§ Problem requirements: A word-for-word transcription of the whole listing is required.

§ Dataset:
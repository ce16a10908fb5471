//! The ordered timeline and its structural operations.
//!
//! Parts are contiguous in timeline coordinates: part `i + 1` starts where
//! part `i` ends, coordinate 0 is the start of the first part, and the end of
//! the timeline equals the cached total duration. Mutators keep the cached
//! duration in sync; it is only recomputed by summation on bulk replacement.
//!
//! All mutators are no-ops on invalid indices or positions. Callers are
//! expected to re-derive their cursor after any structural change.

use crate::part::Part;
use tracing::debug;

/// The result of resolving a timeline position to a part.
#[derive(Debug, Clone, PartialEq)]
pub struct Resolved<'a> {
    /// Index of the part in the timeline
    pub index: usize,
    /// The resolved part
    pub part: &'a Part,
    /// Offset into the part, in seconds
    pub rel_time: f64,
    /// Start of the part in timeline coordinates
    pub start: f64,
}

/// An ordered sequence of parts with a cached total duration.
#[derive(Debug, Clone, Default, PartialEq)]
pub struct Timeline {
    parts: Vec<Part>,
    duration: f64,
}

impl Timeline {
    /// Create an empty timeline.
    pub fn new() -> Self {
        Self::default()
    }

    /// The parts in timeline order.
    pub fn parts(&self) -> &[Part] {
        &self.parts
    }

    /// Number of parts.
    pub fn len(&self) -> usize {
        self.parts.len()
    }

    /// Whether the timeline has no parts.
    pub fn is_empty(&self) -> bool {
        self.parts.is_empty()
    }

    /// Total duration in seconds. O(1): maintained by every mutator.
    pub fn duration(&self) -> f64 {
        self.duration
    }

    /// Resolve a timeline position to the part containing it.
    ///
    /// Containment is half-open (`[start, start + duration)`), so a position
    /// exactly on a boundary resolves to the part starting there. The one
    /// exception is the inclusive upper bound: `time == duration` resolves to
    /// the last part with `rel_time` equal to its full duration. An empty
    /// timeline or a position outside `[0, duration]` resolves to nothing.
    pub fn resolve(&self, time: f64) -> Option<Resolved<'_>> {
        if self.parts.is_empty() || time < 0.0 || time > self.duration {
            debug!(time, "no part found");
            return None;
        }
        let mut start = 0.0;
        for (index, part) in self.parts.iter().enumerate() {
            let rel_time = time - start;
            if part.duration > rel_time {
                return Some(Resolved {
                    index,
                    part,
                    rel_time,
                    start,
                });
            }
            start += part.duration;
        }
        // time == duration: report the end of the last part
        let index = self.parts.len() - 1;
        let part = &self.parts[index];
        Some(Resolved {
            index,
            part,
            rel_time: part.duration,
            start: start - part.duration,
        })
    }

    /// Insert a part before `before_index`, or append when the index is
    /// missing or not an existing position.
    pub fn insert(&mut self, part: Part, before_index: Option<usize>) {
        self.duration += part.duration;
        match before_index {
            Some(index) if index < self.parts.len() => self.parts.insert(index, part),
            _ => self.parts.push(part),
        }
    }

    /// Remove the part at `index`. Returns the removed part, or `None` when
    /// the index does not exist.
    pub fn remove(&mut self, index: usize) -> Option<Part> {
        if index >= self.parts.len() {
            return None;
        }
        let part = self.parts.remove(index);
        self.duration -= part.duration;
        debug!(index, remaining = self.parts.len(), "part removed");
        Some(part)
    }

    /// Exchange the parts at two positions. No-op unless both exist.
    pub fn swap(&mut self, at_index: usize, to_index: usize) -> bool {
        if at_index >= self.parts.len() || to_index >= self.parts.len() {
            return false;
        }
        self.parts.swap(at_index, to_index);
        true
    }

    /// Split the part containing `time` into two parts at that position.
    ///
    /// Only strictly interior positions split; boundaries and misses are
    /// no-ops. Total duration is preserved exactly.
    pub fn split(&mut self, time: f64) -> bool {
        let Some(at) = self.resolve(time) else {
            return false;
        };
        if at.rel_time <= 0.0 || at.rel_time >= at.part.duration {
            return false;
        }
        let index = at.index;
        let part = at.part.clone();
        let split_point = part.from + at.rel_time;
        let first = Part::new(part.source_id.clone(), part.from, split_point);
        let second = Part::new(part.source_id, split_point, part.to);
        self.parts.splice(index..=index, [first, second]);
        debug!(index, count = self.parts.len(), "part split");
        true
    }

    /// Whether `join(time, step)` would merge two parts.
    pub fn can_join_at(&self, time: f64, step: f64) -> bool {
        self.join_candidate(time, step).is_some()
    }

    /// Merge the two parts adjacent to the boundary within `step` of `time`.
    ///
    /// Both the boundary ending at the cursor and the one starting at it are
    /// considered, preferring the nearer. Joining is refused when the two
    /// parts reference different sources, or when their source ranges are
    /// reversed (possible after swaps) and merging would produce an empty
    /// slice. The merged part spans from the first part's `from` to the
    /// second part's `to`, so joining across a removed middle cut restores
    /// the original range.
    pub fn join(&mut self, time: f64, step: f64) -> bool {
        let Some((first, second)) = self.join_candidate(time, step) else {
            return false;
        };
        let merged = Part::new(
            self.parts[first].source_id.clone(),
            self.parts[first].from,
            self.parts[second].to,
        );
        let removed = self.parts[first].duration + self.parts[second].duration;
        self.duration += merged.duration - removed;
        self.parts.splice(first..=second, [merged]);
        debug!(index = first, count = self.parts.len(), "parts joined");
        true
    }

    /// Find the pair of adjacent part indices joinable at `time`.
    fn join_candidate(&self, time: f64, step: f64) -> Option<(usize, usize)> {
        let at = self.resolve(time)?;
        let to_start = at.rel_time;
        let to_end = at.part.duration - at.rel_time;
        let before = (to_start <= step && at.index > 0).then(|| (at.index - 1, at.index));
        let after =
            (to_end <= step && at.index + 1 < self.parts.len()).then(|| (at.index, at.index + 1));
        let (first, second) = match (before, after) {
            (Some(pair), None) | (None, Some(pair)) => pair,
            (Some(near), Some(_)) if to_start <= to_end => near,
            (_, Some(far)) => far,
            (None, None) => return None,
        };
        // same source, and the merged range must stay a valid slice
        let (left, right) = (&self.parts[first], &self.parts[second]);
        (left.source_id == right.source_id && left.from < right.to).then_some((first, second))
    }

    /// Replace all parts at once (project load) and recompute the duration
    /// by summation.
    pub fn replace_parts(&mut self, parts: Vec<Part>) {
        self.parts = parts;
        self.duration = self.parts.iter().map(|part| part.duration).sum();
    }
}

§ Answer for the task:
repository ce16a10908fb5471
//! The ordered timeline and its structural operations.
//!
//! Parts are contiguous in timeline coordinates: part `i + 1` starts where
//! part `i` ends, coordinate 0 is the start of the first part, and the end of
//! the timeline equals the cached total duration. Mutators keep the cached
//! duration in sync; it is only recomputed by summation on bulk replacement.
//!
//! All mutators are no-ops on invalid indices or positions. Callers are
//! expected to re-derive their cursor after any structural change.

use crate::part::Part;
use tracing::debug;

/// The result of resolving a timeline position to a part.
#[derive(Debug, Clone, PartialEq)]
pub struct Resolved<'a> {
    /// Index of the part in the timeline
    pub index: usize,
    /// The resolved part
    pub part: &'a Part,
    /// Offset into the part, in seconds
    pub rel_time: f64,
    /// Start of the part in timeline coordinates
    pub start: f64,
}

/// An ordered sequence of parts with a cached total duration.
#[derive(Debug, Clone, Default, PartialEq)]
pub struct Timeline {
    parts: Vec<Part>,
    duration: f64,
}

impl Timeline {
    /// Create an empty timeline.
    pub fn new() -> Self {
        Self::default()
    }

    /// The parts in timeline order.
    pub fn parts(&self) -> &[Part] {
        &self.parts
    }

    /// Number of parts.
    pub fn len(&self) -> usize {
        self.parts.len()
    }

    /// Whether the timeline has no parts.
    pub fn is_empty(&self) -> bool {
        self.parts.is_empty()
    }

    /// Total duration in seconds. O(1): maintained by every mutator.
    pub fn duration(&self) -> f64 {
        self.duration
    }

    /// Resolve a timeline position to the part containing it.
    ///
    /// Containment is half-open (`[start, start + duration)`), so a position
    /// exactly on a boundary resolves to the part starting there. The one
    /// exception is the inclusive upper bound: `time == duration` resolves to
    /// the last part with `rel_time` equal to its full duration. An empty
    /// timeline or a position outside `[0, duration]` resolves to nothing.
    pub fn resolve(&self, time: f64) -> Option<Resolved<'_>> {
        if self.parts.is_empty() || time < 0.0 || time > self.duration {
            debug!(time, "no part found");
            return None;
        }
        let mut start = 0.0;
        for (index, part) in self.parts.iter().enumerate() {
            let rel_time = time - start;
            if part.duration > rel_time {
                return Some(Resolved {
                    index,
                    part,
                    rel_time,
                    start,
                });
            }
            start += part.duration;
        }
        // time == duration: report the end of the last part
        let index = self.parts.len() - 1;
        let part = &self.parts[index];
        Some(Resolved {
            index,
            part,
            rel_time: part.duration,
            start: start - part.duration,
        })
    }

    /// Insert a part before `before_index`, or append when the index is
    /// missing or not an existing position.
    pub fn insert(&mut self, part: Part, before_index: Option<usize>) {
        self.duration += part.duration;
        match before_index {
            Some(index) if index < self.parts.len() => self.parts.insert(index, part),
            _ => self.parts.push(part),
        }
    }

    /// Remove the part at `index`. Returns the removed part, or `None` when
    /// the index does not exist.
    pub fn remove(&mut self, index: usize) -> Option<Part> {
        if index >= self.parts.len() {
            return None;
        }
        let part = self.parts.remove(index);
        self.duration -= part.duration;
        debug!(index, remaining = self.parts.len(), "part removed");
        Some(part)
    }

    /// Exchange the parts at two positions. No-op unless both exist.
    pub fn swap(&mut self, at_index: usize, to_index: usize) -> bool {
        if at_index >= self.parts.len() || to_index >= self.parts.len() {
            return false;
        }
        self.parts.swap(at_index, to_index);
        true
    }

    /// Split the part containing `time` into two parts at that position.
    ///
    /// Only strictly interior positions split; boundaries and misses are
    /// no-ops. Total duration is preserved exactly.
    pub fn split(&mut self, time: f64) -> bool {
        let Some(at) = self.resolve(time) else {
            return false;
        };
        if at.rel_time <= 0.0 || at.rel_time >= at.part.duration {
            return false;
        }
        let index = at.index;
        let part = at.part.clone();
        let split_point = part.from + at.rel_time;
        let first = Part::new(part.source_id.clone(), part.from, split_point);
        let second = Part::new(part.source_id, split_point, part.to);
        self.parts.splice(index..=index, [first, second]);
        debug!(index, count = self.parts.len(), "part split");
        true
    }

    /// Whether `join(time, step)` would merge two parts.
    pub fn can_join_at(&self, time: f64, step: f64) -> bool {
        self.join_candidate(time, step).is_some()
    }

    /// Merge the two parts adjacent to the boundary within `step` of `time`.
    ///
    /// Both the boundary ending at the cursor and the one starting at it are
    /// considered, preferring the nearer. Joining is refused when the two
    /// parts reference different sources, or when their source ranges are
    /// reversed (possible after swaps) and merging would produce an empty
    /// slice. The merged part spans from the first part's `from` to the
    /// second part's `to`, so joining across a removed middle cut restores
    /// the original range.
    pub fn join(&mut self, time: f64, step: f64) -> bool {
        let Some((first, second)) = self.join_candidate(time, step) else {
            return false;
        };
        let merged = Part::new(
            self.parts[first].source_id.clone(),
            self.parts[first].from,
            self.parts[second].to,
        );
        let removed = self.parts[first].duration + self.parts[second].duration;
        self.duration += merged.duration - removed;
        self.parts.splice(first..=second, [merged]);
        debug!(index = first, count = self.parts.len(), "parts joined");
        true
    }

    /// Find the pair of adjacent part indices joinable at `time`.
    fn join_candidate(&self, time: f64, step: f64) -> Option<(usize, usize)> {
        let at = self.resolve(time)?;
        let to_start = at.rel_time;
        let to_end = at.part.duration - at.rel_time;
        let before = (to_start <= step && at.index > 0).then(|| (at.index - 1, at.index));
        let after =
            (to_end <= step && at.index + 1 < self.parts.len()).then(|| (at.index, at.index + 1));
        let (first, second) = match (before, after) {
            (Some(pair), None) | (None, Some(pair)) => pair,
            (Some(near), Some(_)) if to_start <= to_end => near,
            (_, Some(far)) => far,
            (None, None) => return None,
        };
        // same source, and the merged range must stay a valid slice
        let (left, right) = (&self.parts[first], &self.parts[second]);
        (left.source_id == right.source_id && left.from < right.to).then_some((first, second))
    }

    /// Replace all parts at once (project load) and recompute the duration
    /// by summation.
    pub fn replace_parts(&mut self, parts: Vec<Part>) {
        self.parts = parts;
        self.duration = self.parts.iter().map(|part| part.duration).sum();
    }
}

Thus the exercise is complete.